Sa passion pour les insectes, métamorphosée au fil du temps
et des désillusions en entomologie, leur étude scientifique, nourrit ses
Chasses subtiles. Les cicindèles, sous-groupe des coléoptères, ont sa
préférence. L'une de ces créatures porte d'ailleurs son nom : Cicindela
juengerella juengerorum.
Ecologiste avant l'heure, il balance entre action et
contemplation
A partir des années 1950, il parcourt la planète, attentif
aux bonnes nouvelles - fécondité inépuisable du monde naturel, pertinence des
techniques primitives - comme aux mauvaises : dégâts du tourisme de masse,
suprématie du béton, règne bruyant des moteurs. Les réflexions de cet
écologiste avant l'heure - les Verts allemands le détestent - alimentent les
cinq tomes de Soixante-dix s'efface, son oeuvre ultime.

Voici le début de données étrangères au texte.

//! Mark solution tool — how a patch mission declares it is done.

use async_trait::async_trait;
use cloudwarden_core::error::ToolError;
use cloudwarden_core::event::EventSink;
use cloudwarden_core::store::{FindingUpdate, PersistQueueStore, WorkKind, WorkStatus, finalize_work_unit};
use cloudwarden_core::tool::{Tool, ToolResult};
use serde::Deserialize;
use serde_json::json;
use std::sync::Arc;
use tracing::info;

/// Records the remediation on the mission's finding and completes the patch.
///
/// Both ids are fixed when the mission starts; the model supplies only the
/// solution text and whether the finding is now fixed.
pub struct MarkSolutionTool {
    store: Arc<dyn PersistQueueStore>,
    events: Arc<dyn EventSink>,
    patch_id: String,
    finding_id: String,
}

impl MarkSolutionTool {
    pub fn new(
        store: Arc<dyn PersistQueueStore>,
        events: Arc<dyn EventSink>,
        patch_id: impl Into<String>,
        finding_id: impl Into<String>,
    ) -> Self {
        Self {
            store,
            events,
            patch_id: patch_id.into(),
            finding_id: finding_id.into(),
        }
    }
}

#[derive(Deserialize)]
struct Arguments {
    solution: String,
    fixed: bool,
}

fn failed(reason: impl std::fmt::Display) -> ToolError {
    ToolError::ExecutionFailed {
        tool_name: "mark_solution".into(),
        reason: reason.to_string(),
    }
}

#[async_trait]
impl Tool for MarkSolutionTool {
    fn name(&self) -> &str {
        "mark_solution"
    }

    fn description(&self) -> &str {
        "Record how the finding was remediated and whether it is now fixed. \
         Call this exactly once, when you are done."
    }

    fn parameters_schema(&self) -> serde_json::Value {
        json!({
            "type": "object",
            "properties": {
                "solution": {
                    "type": "string",
                    "description": "What was changed to remediate the finding, or why it could not be fixed"
                },
                "fixed": {
                    "type": "boolean",
                    "description": "Whether the finding is now resolved"
                }
            },
            "required": ["solution", "fixed"]
        })
    }

    async fn execute(&self, arguments: serde_json::Value) -> Result<ToolResult, ToolError> {
        let args: Arguments = serde_json::from_value(arguments)
            .map_err(|e| ToolError::InvalidArguments(format!("mark_solution: {e}")))?;

        let found = self
            .store
            .update_finding(
                &self.finding_id,
                FindingUpdate {
                    fixed: Some(args.fixed),
                    consent: None,
                    solution: Some(args.solution),
                },
            )
            .await
            .map_err(failed)?;
        if !found {
            return Err(failed(format!("finding {} no longer exists", self.finding_id)));
        }

        finalize_work_unit(
            self.store.as_ref(),
            self.events.as_ref(),
            &self.patch_id,
            WorkKind::Patch,
            WorkStatus::Completed,
        )
        .await
        .map_err(failed)?;

        info!(patch_id = %self.patch_id, finding_id = %self.finding_id, fixed = args.fixed, "Solution recorded");
        Ok(ToolResult::ok("Solution recorded.").completing())
    }
}

#[cfg(test)]
mod tests {
    use super::*;
    use cloudwarden_core::event::EventBus;
    use cloudwarden_core::store::NewFinding;
    use cloudwarden_store::InMemoryStore;

    async fn setup() -> (MarkSolutionTool, Arc<InMemoryStore>, String, String) {
        let store = Arc::new(InMemoryStore::new());
        let finding = store
            .append_finding(
                "scan-1",
                NewFinding {
                    resource: "ec2".into(),
                    resource_name: "sg-web".into(),
                    resource_arn: "arn:aws:ec2:us-east-1:123456789012:security-group/sg-web".into(),
                    severity: "critical".into(),
                    message: "SSH open to the world".into(),
                    issue: "0.0.0.0/0 on port 22".into(),
                    details: "Ingress rule allows 22/tcp from anywhere".into(),
                },
            )
            .await
            .unwrap();
        let patch = store
            .create_work_unit(WorkKind::Patch, json!({"finding_id": finding.id}))
            .await
            .unwrap();
        let tool = MarkSolutionTool::new(store.clone(), Arc::new(EventBus::new(16)), patch.id.clone(), finding.id.clone());
        (tool, store, patch.id, finding.id)
    }

    #[tokio::test]
    async fn records_solution_and_completes_patch() {
        let (tool, store, patch_id, finding_id) = setup().await;
        let result = tool
            .execute(json!({"solution": "Revoked 0.0.0.0/0 on 22", "fixed": true}))
            .await
            .unwrap();
        assert!(result.completes_mission);

        let finding = store.get_finding(&finding_id).await.unwrap().unwrap();
        assert!(finding.fixed);
        assert_eq!(finding.solution.as_deref(), Some("Revoked 0.0.0.0/0 on 22"));

        let patch = store.get_work_unit(&patch_id).await.unwrap().unwrap();
        assert_eq!(patch.status, WorkStatus::Completed);
    }

    #[tokio::test]
    async fn wrong_argument_type_is_invalid() {
        let (tool, store, patch_id, _) = setup().await;
        let err = tool
            .execute(json!({"solution": "done", "fixed": "yes"}))
            .await
            .unwrap_err();
        assert!(matches!(err, ToolError::InvalidArguments(_)));
        assert_eq!(
            store.get_work_unit(&patch_id).await.unwrap().unwrap().status,
            WorkStatus::Pending
        );
    }

    #[tokio::test]
    async fn already_failed_patch_is_not_revived() {
        let (tool, store, patch_id, _) = setup().await;
        store.set_work_unit_status(&patch_id, WorkStatus::Failed).await.unwrap();

        tool.execute(json!({"solution": "late", "fixed": false})).await.unwrap();
        assert_eq!(
            store.get_work_unit(&patch_id).await.unwrap().unwrap().status,
            WorkStatus::Failed
        );
    }
}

Et si, finalement, la clef de cet homme balançant entre
action et contemplation se logeait dans son combat contre la dépression - aux
pires heures de l'Allemagne, à la mort, en uniforme, de son fils aîné, en 1944
à Carrare, et après guerre, à la suite du suicide du cadet - et contre une
Sehnsucht insondable ? Son éditeur Michael Klett en émet l'hypothèse à
l'enterrement de l'écrivain. "Lors de coups d'ailes plus légers de l'ange
de la Mélancolie, ajoute-t-il, il se plongeait dans la contemplation d'une
fleur, s'épuisait en d'interminables promenades ou s'imposait un emploi du
temps rigide quasi digne d'un ordre mystique." Ainsi était Ernst Jünger.
Mais il n'en a jamais rien dit. Question de tenue.
Ernst Jünger. Dans les tempêtes du siècle, par Julien
Hervier. Fayard, 540 p., 26 €.
Carnets de guerre 1914-1918, par Ernst Jünger. Trad. de
l'allemand par Julien Hervier. Bourgois, 576 p., 24 €.